En los últimos días hemos visto una serie de intentos por introducir preceptos constitucionales a los artículos transitorios que amarren a las autoridades futuras. Desde la decisión de limitar a solo cuatro años los periodos de los senadores electos en noviembre de 2021, hasta propuestas para evitar que el Congreso pueda realizar reformas a la constitución una vez que esta sea promulgada —en caso de que gane el Apruebo en el plebiscito de salida—, la convención entró en temporada de redactar enclaves autoritarios.

Al igual que cualquier dictador que quiere extender su poder más allá de su periodo, la convención constitucional ha comenzado a actuar con la misma premura que mostró Pinochet cuando ya le quedaban pocos días en el cargo. Sabiendo que su poder menguaba, la dictadura saliente de Pinochet promulgó varias leyes orgánicas constitucionales que dejaron amarrados a los primeros gobiernos del periodo democrático. 

Muchos de los convencionales han hecho sus carreras políticas denunciando a la dictadura y su legado. Ellas y ellos se han presentado como las voces de los reprimidos y oprimidos por la dictadura y su legado económico neoliberal. Pero ahora esos mismos convencionales constituyentes se comportan de la forma que antes denunciaron como autoritaria e ilegítima. Ahora que tienen sus días contados, los miembros de la convención constitucional se quieren apurar en limitar la capacidad de la gente de modificar la constitución a través de sus representantes. 
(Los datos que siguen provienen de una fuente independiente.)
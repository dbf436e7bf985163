use std::collections::HashMap;
use std::sync::{Arc, Mutex};

use super::KeyValueStore;
use crate::error::StoreError;

/// Process-local store. Clones share the same map.
#[derive(Debug, Clone, Default)]
pub struct MemoryStore {
    entries: Arc<Mutex<HashMap<String, String>>>,
    unavailable: bool,
}

impl MemoryStore {
    pub fn new() -> Self {
        Self::default()
    }

    /// Store whose every call fails, for exercising error paths.
    pub fn unavailable() -> Self {
        Self {
            entries: Arc::default(),
            unavailable: true,
        }
    }

    /// Seed with one value before handing the store to an engine.
    pub fn with_entry(key: &str, value: &str) -> Self {
        let store = Self::new();
        store
            .entries
            .lock()
            .unwrap_or_else(|e| e.into_inner())
            .insert(key.to_string(), value.to_string());
        store
    }

    fn check(&self) -> Result<(), StoreError> {
        if self.unavailable {
            return Err(StoreError::Unavailable("memory store disabled".into()));
        }
        Ok(())
    }
}

impl KeyValueStore for MemoryStore {
    fn get(&self, key: &str) -> Result<Option<String>, StoreError> {
        self.check()?;
        Ok(self.entries.lock()?.get(key).cloned())
    }

    fn set(&self, key: &str, value: &str) -> Result<(), StoreError> {
        self.check()?;
        self.entries.lock()?.insert(key.to_string(), value.to_string());
        Ok(())
    }

    fn remove(&self, key: &str) -> Result<(), StoreError> {
        self.check()?;
        self.entries.lock()?.remove(key);
        Ok(())
    }
}

#[cfg(test)]
mod tests {
    use super::*;

    #[test]
    fn set_get_remove() {
        let store = MemoryStore::new();
        assert_eq!(store.get("k").unwrap(), None);
        store.set("k", "v").unwrap();
        assert_eq!(store.clone().get("k").unwrap().as_deref(), Some("v"));
        store.remove("k").unwrap();
        assert_eq!(store.get("k").unwrap(), None);
    }

    #[test]
    fn unavailable_store_errors() {
        let store = MemoryStore::unavailable();
        assert!(matches!(store.get("k"), Err(StoreError::Unavailable(_))));
        assert!(store.set("k", "v").is_err());
        assert!(store.remove("k").is_err());
    }
}
use serde::{Deserialize, Serialize};
use std::fmt;
use std::str::FromStr;

use crate::ledger::RecordKind;

/// Kind of segment that is counting down or about to start.
#[derive(Debug, Clone, Copy, PartialEq, Eq, Hash, Serialize, Deserialize)]
#[serde(rename_all = "kebab-case")]
pub enum SessionKind {
    Focus,
    Break,
    LongBreak,
}

impl SessionKind {
    pub fn as_str(&self) -> &'static str {
        match self {
            SessionKind::Focus => "focus",
            SessionKind::Break => "break",
            SessionKind::LongBreak => "long-break",
        }
    }

    /// Kind stored in the ledger. Long breaks are recorded as plain breaks.
    pub fn record_kind(&self) -> RecordKind {
        match self {
            SessionKind::Focus => RecordKind::Focus,
            SessionKind::Break | SessionKind::LongBreak => RecordKind::Break,
        }
    }

    pub fn is_focus(&self) -> bool {
        matches!(self, SessionKind::Focus)
    }
}

impl fmt::Display for SessionKind {
    fn fmt(&self, f: &mut fmt::Formatter<'_>) -> fmt::Result {
        f.write_str(self.as_str())
    }
}

impl FromStr for SessionKind {
    type Err = String;

    fn from_str(s: &str) -> Result<Self, Self::Err> {
        match s {
            "focus" => Ok(SessionKind::Focus),
            "break" => Ok(SessionKind::Break),
            "long-break" => Ok(SessionKind::LongBreak),
            other => Err(format!("unknown session kind: {other}")),
        }
    }
}

/// Segment that follows `ended`.
///
/// `completed_focus` is the focus count *after* the ended segment has been
/// counted. A threshold of zero behaves like one.
pub fn next_segment(ended: SessionKind, completed_focus: u32, sessions_before_long_break: u32) -> SessionKind {
    match ended {
        SessionKind::Focus => {
            let every = sessions_before_long_break.max(1);
            if completed_focus % every == 0 {
                SessionKind::LongBreak
            } else {
                SessionKind::Break
            }
        }
        SessionKind::Break | SessionKind::LongBreak => SessionKind::Focus,
    }
}

#[cfg(test)]
mod tests {
    use super::*;

    #[test]
    fn breaks_always_return_to_focus() {
        assert_eq!(next_segment(SessionKind::Break, 3, 4), SessionKind::Focus);
        assert_eq!(next_segment(SessionKind::LongBreak, 4, 4), SessionKind::Focus);
    }

    #[test]
    fn every_fourth_focus_earns_long_break() {
        let kinds: Vec<_> = (1..=8)
            .map(|n| next_segment(SessionKind::Focus, n, 4))
            .collect();
        assert_eq!(
            kinds,
            vec![
                SessionKind::Break,
                SessionKind::Break,
                SessionKind::Break,
                SessionKind::LongBreak,
                SessionKind::Break,
                SessionKind::Break,
                SessionKind::Break,
                SessionKind::LongBreak,
            ]
        );
    }

    #[test]
    fn zero_threshold_does_not_divide_by_zero() {
        assert_eq!(next_segment(SessionKind::Focus, 1, 0), SessionKind::LongBreak);
        assert_eq!(next_segment(SessionKind::Focus, 1, 1), SessionKind::LongBreak);
    }

    #[test]
    fn long_break_records_as_break() {
        assert_eq!(SessionKind::LongBreak.record_kind(), RecordKind::Break);
        assert_eq!(SessionKind::Focus.record_kind(), RecordKind::Focus);
    }

    #[test]
    fn kind_parses_and_serializes_kebab_case() {
        assert_eq!("long-break".parse::<SessionKind>().unwrap(), SessionKind::LongBreak);
        assert!("nap".parse::<SessionKind>().is_err());
        assert_eq!(
            serde_json::to_string(&SessionKind::LongBreak).unwrap(),
            "\"long-break\""
        );
    }
}
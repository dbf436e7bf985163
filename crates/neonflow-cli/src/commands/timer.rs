use std::time::Duration;

use clap::Subcommand;
use neonflow_core::timer::format_clock;
use neonflow_core::{Event, FocusEngine, Ticker};

use super::{open_engine, print_json};

#[derive(Subcommand)]
pub enum TimerAction {
    /// Print current timer state as JSON
    Status,
    /// Start the current segment
    Start,
    /// Toggle pause
    Pause,
    /// Stop and rewind the current segment
    Reset,
    /// Start the current segment and advance it by whole seconds
    Tick {
        #[arg(long, default_value = "1")]
        count: u32,
    },
    /// Finish the current segment now and record it
    Complete,
    /// Run segments in real time, printing the countdown to stderr
    Run {
        /// Number of segments to run back to back
        #[arg(long, default_value = "1")]
        segments: u32,
        /// Tick period in milliseconds
        #[arg(long, default_value = "1000", hide = true)]
        period_ms: u64,
    },
}

fn print_event_or_snapshot(
    engine: &FocusEngine,
    event: Option<Event>,
) -> Result<(), Box<dyn std::error::Error>> {
    match event {
        Some(event) => print_json(&event),
        None => print_json(&engine.snapshot()),
    }
}

pub fn run(action: TimerAction) -> Result<(), Box<dyn std::error::Error>> {
    let mut engine = open_engine()?;

    match action {
        TimerAction::Status => print_json(&engine.snapshot())?,
        TimerAction::Start => {
            let event = engine.start_timer();
            print_event_or_snapshot(&engine, event)?;
        }
        TimerAction::Pause => {
            let event = engine.pause_timer();
            print_event_or_snapshot(&engine, event)?;
        }
        TimerAction::Reset => {
            let event = engine.reset_timer();
            print_event_or_snapshot(&engine, event)?;
        }
        TimerAction::Tick { count } => {
            engine.start_timer();
            for _ in 0..count {
                if let Some(event) = engine.tick() {
                    print_json(&event)?;
                    engine.start_timer();
                }
            }
            print_json(&engine.snapshot())?;
        }
        TimerAction::Complete => {
            let event = engine.complete_session();
            print_event_or_snapshot(&engine, event)?;
        }
        TimerAction::Run { segments, period_ms } => {
            let runtime = tokio::runtime::Builder::new_current_thread()
                .enable_time()
                .build()?;
            let ticker = Ticker::new(Duration::from_millis(period_ms));

            runtime.block_on(async {
                for _ in 0..segments {
                    engine.start_timer();
                    eprint!("{} {}", engine.current_session(), format_clock(engine.time_left()));
                    let event = ticker
                        .run_segment_with(&mut engine, |e| {
                            eprint!("\r{} {}", e.current_session(), format_clock(e.time_left()));
                        })
                        .await;
                    eprintln!();
                    match event {
                        Some(event) => print_json(&event)?,
                        None => break,
                    }
                }
                Ok::<_, Box<dyn std::error::Error>>(())
            })?;
        }
    }
    Ok(())
}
Habiendo sido electos en mayo de 2021, varios constituyentes parecen decididos a enfrascarse en una pelea con los legisladores que fueron electos —casi con las mismas reglas electorales— en noviembre de 2021. Si los constituyentes tienen un incuestionable mandato popular —que ciertamente desperdiciaron al impulsar una constitución refundacional, maximalista e indigenista—, el congreso actual también tiene un mandato democrático que, además, es más reciente. Ese mandato incluye la capacidad de modificar la constitución. Después de todo, como los propios constituyentes han argumentado repetidas veces, el poder constituyente radica en el pueblo y ese pueblo puede querer cambiar la constitución a partir del 5 de septiembre, ya sea porque hay partes del texto recién aprobado que no les gusta o porque, de ganar el Rechazo, hay voluntad para modificar la constitución que seguirá vigente. 

En 1969, el General Franco, sabiendo que le quedaban pocos años de vida, intentó inútilmente dejar el futuro de su país amarrado al pasado que él representaba. Hoy los convencionales constituyentes se niegan a aceptar que ellos pronto representarán también el pasado y se esmeran en intentar dejar un texto amarrado y bien amarrado. Los constituyentes no entienden que el país seguirá existiendo cuando la vida útil de la convención haya expirado y, por lo tanto, ese país podrá alterar el texto de la nueva constitución, si así lo desea, desde el primer día que entre en vigencia ese texto. 

La democracia supone que la voluntad popular debe ser respetada. La convención constitucional representó esa voluntad popular cuando fue electa en mayo de 2021. A partir del 4 de julio, cuando los representantes democráticamente electos que ocupan escaños en la Cámara y el Senado recuperen el poder que ahora tiene la convención constitucional, el debate sobre reformas constitucionales se trasladará al Congreso Nacional. Una vez que la gente decida si aprueba o rechaza la nueva constitución, el texto constitucional que esté vigente no estará atado ni bien atado. El proceso democrático seguirá su marcha. Igual como ocurrió con la constitución de 1980 a partir de las reformas de 1989, si hay nueva constitución a partir de septiembre de 2022, ese texto será sometido a reformas periódicas porque así funciona la democracia. 

*Patricio Navia es sociólogo, analista político y profesor de la UDP.